The Digital Jukebox is open for business. The last hold outs – the major movie studios – finally made their movies available for purchase today as digital downloads from Movielink and CinemaNow. Distribution competitors like Apple, Amazon, Netflix, and Blockbuster are expected to join the fray soon.

If you take a look at the comments regarding this news over at Digg.com, few people are pleased. The complaints? Many of the digital downloads are available only at a premium over the DVD version of the movie, most do not include the extras available on DVD, and all of them include DRM. Look elsewhere and you will find complaints about the generally lower resolution, the difficulty in playing digital downloads on your television, and the incomplete selection.
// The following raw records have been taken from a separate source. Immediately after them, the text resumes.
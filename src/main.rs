//! Meetwatch CLI entry point

use std::process::ExitCode;

use clap::Parser;

use meetwatch::cli::{
    app::{run_monitor, EXIT_USAGE_ERROR},
    args::{Cli, MonitorOptions},
    presenter::Presenter,
};
use meetwatch::domain::monitor::Interval;
use meetwatch::infrastructure::InputToolPreference;

#[tokio::main(flavor = "multi_thread", worker_threads = 2)]
async fn main() -> ExitCode {
    let cli = Cli::parse();
    let presenter = Presenter::new();

    // Parse polling interval
    let poll_interval = match cli.interval.as_deref() {
        Some(s) => match s.parse::<Interval>() {
            Ok(i) => i,
            Err(e) => {
                presenter.error(&format!("Invalid interval: {}", e));
                return ExitCode::from(EXIT_USAGE_ERROR);
            }
        },
        None => Interval::default_poll(),
    };

    // Parse settle delay
    let settle_delay = match cli.settle.as_deref() {
        Some(s) => match s.parse::<Interval>() {
            Ok(i) => i,
            Err(e) => {
                presenter.error(&format!("Invalid settle delay: {}", e));
                return ExitCode::from(EXIT_USAGE_ERROR);
            }
        },
        None => Interval::default_settle(),
    };

    // Parse input tool preference
    let input_tool = match cli.input_tool.as_deref() {
        Some(s) => match s.parse::<InputToolPreference>() {
            Ok(tool) => tool,
            Err(e) => {
                presenter.error(&e.to_string());
                return ExitCode::from(EXIT_USAGE_ERROR);
            }
        },
        None => InputToolPreference::default(),
    };

    let options = MonitorOptions {
        poll_interval,
        settle_delay,
        notify: cli.notify,
        dry_run: cli.dry_run,
        input_tool,
    };

    run_monitor(options).await
}
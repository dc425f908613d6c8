//! Application layer - Use cases and port interfaces
//!
//! Contains the monitor use case and trait definitions
//! for external system interactions.

pub mod monitor;
pub mod ports;
pub mod sources;

// Re-export use case and source types
pub use monitor::{MonitorCallbacks, MonitorConfig, MonitorUseCase};
pub use sources::{
    DetectionError, MeetTabSource, MeetingDetector, MeetingSource, Observation, SourceFailure,
    ZoomWindowSource,
};
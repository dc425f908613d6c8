//! Synthetic input adapters

pub mod enigo;
pub mod factory;
pub mod noop;
pub mod osascript;

pub use enigo::EnigoInputSender;
pub use factory::{create_input_sender, InputTool, InputToolPreference};
pub use noop::NoOpInputSender;
pub use osascript::OsascriptInputSender;
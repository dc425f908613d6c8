//! Monitor transition integration tests
//!
//! Drives the monitor use case end to end with scripted detection sources
//! and a recording input sender, covering the observable transition
//! sequences.

use std::collections::VecDeque;
use std::sync::atomic::{AtomicUsize, Ordering};
use std::sync::{Arc, Mutex};

use async_trait::async_trait;

use meetwatch::application::ports::{
    InputError, InputSender, NotificationError, NotificationIcon, Notifier, Shortcut,
};
use meetwatch::application::{
    DetectionError, MeetingDetector, MeetingSource, MonitorCallbacks, MonitorConfig,
    MonitorUseCase,
};
use meetwatch::domain::monitor::Interval;
use meetwatch::domain::{ActiveMeeting, MeetingKind, SourceReport, Transition};

struct ScriptedSource {
    kind: MeetingKind,
    reports: Mutex<VecDeque<SourceReport>>,
}

impl ScriptedSource {
    fn new(kind: MeetingKind, reports: Vec<SourceReport>) -> Self {
        Self {
            kind,
            reports: Mutex::new(reports.into()),
        }
    }
}

#[async_trait]
impl MeetingSource for ScriptedSource {
    fn kind(&self) -> MeetingKind {
        self.kind
    }

    async fn probe(&self) -> Result<SourceReport, DetectionError> {
        let mut reports = self.reports.lock().unwrap();
        Ok(reports.pop_front().unwrap_or(SourceReport::Idle))
    }
}

#[derive(Clone, Default)]
struct CountingInput {
    sends: Arc<AtomicUsize>,
}

#[async_trait]
impl InputSender for CountingInput {
    async fn send(&self, _shortcut: &Shortcut) -> Result<(), InputError> {
        self.sends.fetch_add(1, Ordering::SeqCst);
        Ok(())
    }
}

struct SilentNotifier;

#[async_trait]
impl Notifier for SilentNotifier {
    async fn notify(
        &self,
        _title: &str,
        _message: &str,
        _icon: NotificationIcon,
    ) -> Result<(), NotificationError> {
        Ok(())
    }
}

fn fast_config() -> MonitorConfig {
    MonitorConfig {
        settle_delay: Interval::from_millis(1),
        ..MonitorConfig::default()
    }
}

fn active(kind: MeetingKind, label: &str) -> SourceReport {
    SourceReport::Active(ActiveMeeting::new(kind, label))
}

async fn run_sequence(
    reports: Vec<SourceReport>,
    input: CountingInput,
) -> (Vec<Transition>, MonitorUseCase<CountingInput, SilentNotifier>) {
    let ticks = reports.len();
    let detector = MeetingDetector::new(vec![Box::new(ScriptedSource::new(
        MeetingKind::Zoom,
        reports,
    ))]);
    let mut use_case = MonitorUseCase::new(detector, input, SilentNotifier, fast_config());

    let callbacks = MonitorCallbacks::default();
    let mut transitions = Vec::new();
    for _ in 0..ticks {
        transitions.extend(use_case.tick(&callbacks).await);
    }
    (transitions, use_case)
}

#[tokio::test]
async fn false_true_true_false_fires_start_then_stop() {
    let input = CountingInput::default();
    let (transitions, use_case) = run_sequence(
        vec![
            SourceReport::Idle,
            active(MeetingKind::Zoom, "Zoom Meeting"),
            active(MeetingKind::Zoom, "Zoom Meeting"),
            SourceReport::Idle,
        ],
        input.clone(),
    )
    .await;

    assert_eq!(transitions.len(), 2);
    assert!(matches!(transitions[0], Transition::Started(_)));
    assert!(matches!(transitions[1], Transition::Stopped(_)));
    assert_eq!(input.sends.load(Ordering::SeqCst), 1);
    assert!(!use_case.is_recording());
}

#[tokio::test]
async fn all_false_fires_nothing() {
    let input = CountingInput::default();
    let (transitions, _) = run_sequence(
        vec![SourceReport::Idle, SourceReport::Idle, SourceReport::Idle],
        input.clone(),
    )
    .await;

    assert!(transitions.is_empty());
    assert_eq!(input.sends.load(Ordering::SeqCst), 0);
}

#[tokio::test]
async fn long_meeting_fires_start_once() {
    let input = CountingInput::default();
    let reports = std::iter::repeat_with(|| active(MeetingKind::Zoom, "Zoom Meeting"))
        .take(10)
        .collect();
    let (transitions, use_case) = run_sequence(reports, input.clone()).await;

    assert_eq!(transitions.len(), 1);
    assert_eq!(input.sends.load(Ordering::SeqCst), 1);
    assert!(use_case.is_recording());
}

#[tokio::test]
async fn host_exit_resets_state_without_stop() {
    let input = CountingInput::default();
    let (transitions, use_case) = run_sequence(
        vec![
            active(MeetingKind::Zoom, "Zoom Meeting"),
            SourceReport::HostAbsent,
            SourceReport::HostAbsent,
        ],
        input.clone(),
    )
    .await;

    assert_eq!(transitions.len(), 2);
    assert!(matches!(transitions[0], Transition::Started(_)));
    assert_eq!(transitions[1], Transition::Reset(MeetingKind::Zoom));
    assert!(!use_case.is_recording());
}

#[tokio::test]
async fn browser_meeting_end_is_a_true_stop_edge() {
    // Meet tab closes while Chrome keeps running: stop, not reset
    let input = CountingInput::default();
    let detector = MeetingDetector::new(vec![
        Box::new(ScriptedSource::new(
            MeetingKind::Zoom,
            vec![SourceReport::HostAbsent, SourceReport::HostAbsent],
        )),
        Box::new(ScriptedSource::new(
            MeetingKind::GoogleMeet,
            vec![
                active(MeetingKind::GoogleMeet, "Standup"),
                SourceReport::Idle,
            ],
        )),
    ]);
    let mut use_case = MonitorUseCase::new(detector, input, SilentNotifier, fast_config());

    let callbacks = MonitorCallbacks::default();
    let first = use_case.tick(&callbacks).await;
    let second = use_case.tick(&callbacks).await;

    assert!(matches!(first, Some(Transition::Started(_))));
    assert_eq!(
        second,
        Some(Transition::Stopped(ActiveMeeting::new(
            MeetingKind::GoogleMeet,
            "Standup"
        )))
    );
}

#[tokio::test]
async fn zoom_takes_priority_over_meet() {
    let input = CountingInput::default();
    let detector = MeetingDetector::new(vec![
        Box::new(ScriptedSource::new(
            MeetingKind::Zoom,
            vec![active(MeetingKind::Zoom, "Zoom Meeting")],
        )),
        Box::new(ScriptedSource::new(
            MeetingKind::GoogleMeet,
            vec![active(MeetingKind::GoogleMeet, "Standup")],
        )),
    ]);
    let mut use_case = MonitorUseCase::new(detector, input, SilentNotifier, fast_config());

    let transition = use_case.tick(&MonitorCallbacks::default()).await;
    match transition {
        Some(Transition::Started(meeting)) => assert_eq!(meeting.kind, MeetingKind::Zoom),
        other => panic!("expected start, got {:?}", other),
    }
}

#[tokio::test]
async fn meeting_handover_does_not_refire() {
    // Zoom ends and a Meet meeting is live on the same tick: boolean-edge
    // detection keeps recording without a second shortcut send
    let input = CountingInput::default();
    let detector = MeetingDetector::new(vec![
        Box::new(ScriptedSource::new(
            MeetingKind::Zoom,
            vec![active(MeetingKind::Zoom, "Zoom Meeting"), SourceReport::Idle],
        )),
        // Not probed on the first tick: Zoom already reported active
        Box::new(ScriptedSource::new(
            MeetingKind::GoogleMeet,
            vec![active(MeetingKind::GoogleMeet, "Standup")],
        )),
    ]);
    let mut use_case = MonitorUseCase::new(detector, input.clone(), SilentNotifier, fast_config());

    let callbacks = MonitorCallbacks::default();
    assert!(matches!(
        use_case.tick(&callbacks).await,
        Some(Transition::Started(_))
    ));
    assert_eq!(use_case.tick(&callbacks).await, None);

    assert!(use_case.is_recording());
    assert_eq!(input.sends.load(Ordering::SeqCst), 1);
}
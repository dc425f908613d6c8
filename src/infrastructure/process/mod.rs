//! Process inspector adapters

pub mod pgrep;

pub use pgrep::PgrepProcessInspector;
//! Cross-platform input adapter using enigo
//!
//! Works on Windows, macOS, and Linux (X11/Wayland).

use async_trait::async_trait;

use crate::application::ports::{InputError, InputSender, Modifier, Shortcut};

/// Cross-platform input adapter using enigo
pub struct EnigoInputSender;

impl EnigoInputSender {
    /// Create a new enigo input adapter
    pub fn new() -> Self {
        Self
    }
}

impl Default for EnigoInputSender {
    fn default() -> Self {
        Self::new()
    }
}

fn enigo_key(modifier: Modifier) -> enigo::Key {
    match modifier {
        Modifier::Command => enigo::Key::Meta,
        Modifier::Shift => enigo::Key::Shift,
        Modifier::Control => enigo::Key::Control,
        Modifier::Option => enigo::Key::Alt,
    }
}

#[async_trait]
impl InputSender for EnigoInputSender {
    async fn send(&self, shortcut: &Shortcut) -> Result<(), InputError> {
        let shortcut = shortcut.clone();

        // enigo operations are blocking, so run in spawn_blocking
        tokio::task::spawn_blocking(move || {
            use enigo::{Direction, Enigo, Keyboard, Settings};

            let mut enigo = Enigo::new(&Settings::default())
                .map_err(|e| InputError::SendFailed(format!("Failed to create enigo: {}", e)))?;

            for modifier in &shortcut.modifiers {
                enigo
                    .key(enigo_key(*modifier), Direction::Press)
                    .map_err(|e| InputError::SendFailed(format!("Failed to press modifier: {}", e)))?;
            }

            let result = enigo
                .key(enigo::Key::Unicode(shortcut.key), Direction::Click)
                .map_err(|e| InputError::SendFailed(format!("Failed to press key: {}", e)));

            // Release modifiers in reverse order even if the key click failed
            for modifier in shortcut.modifiers.iter().rev() {
                let _ = enigo.key(enigo_key(*modifier), Direction::Release);
            }

            result
        })
        .await
        .map_err(|e| InputError::SendFailed(format!("Task join error: {}", e)))?
    }
}

#[cfg(test)]
mod tests {
    use super::*;

    #[test]
    fn sender_creates_successfully() {
        let _sender = EnigoInputSender::new();
    }

    #[test]
    fn sender_default_creates() {
        let _sender = EnigoInputSender::default();
    }
}
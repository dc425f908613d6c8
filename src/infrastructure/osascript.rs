//! Shared osascript invocation helper

use std::process::Stdio;

use tokio::process::Command;

/// Error from invoking osascript
#[derive(Debug)]
pub(crate) enum OsascriptError {
    NotFound,
    Failed(String),
}

/// Run an AppleScript snippet and return its stdout
pub(crate) async fn run(script: &str) -> Result<String, OsascriptError> {
    let output = Command::new("osascript")
        .args(["-e", script])
        .stdin(Stdio::null())
        .output()
        .await
        .map_err(|e| {
            if e.kind() == std::io::ErrorKind::NotFound {
                OsascriptError::NotFound
            } else {
                OsascriptError::Failed(e.to_string())
            }
        })?;

    if !output.status.success() {
        let stderr = String::from_utf8_lossy(&output.stderr).trim().to_string();
        let message = if stderr.is_empty() {
            format!("osascript exited with status: {}", output.status)
        } else {
            stderr
        };
        return Err(OsascriptError::Failed(message));
    }

    Ok(String::from_utf8_lossy(&output.stdout).into_owned())
}

/// Escape a string for embedding in a double-quoted AppleScript literal
pub(crate) fn escape(s: &str) -> String {
    s.replace('\\', "\\\\").replace('"', "\\\"")
}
The complaints are valid, but they will not be for long. With competition comes better prices, higher resolution, improved selection, wider availability, more extras, and relaxed DRM. With increased spending in infrastructure comes lower distribution costs. With lower distribution costs comes an increasingly attractive alternative to physical media distribution.

What drives consumer acceptance through the brief transition from physical to digital media is impulse buying. If you are in the mood right now for a particular movie you do not currently own, there is no need for you to drive to the store and purchase the physical copy, no need to wait for Netflix or Amazon to ship you the movie, and no need to hunt through the Bittorrent sites and wait the several hours for anything but the most recent and popular movies to finish downloading.

Instead, with the push of a button and a few minutes of buffering comes gratification. The success of iTunes, the same success that convinced NBC Universal to extend the model to their Universal Pictures unit, shows that the near instant availability of media continues to revolutionize our consumption of media.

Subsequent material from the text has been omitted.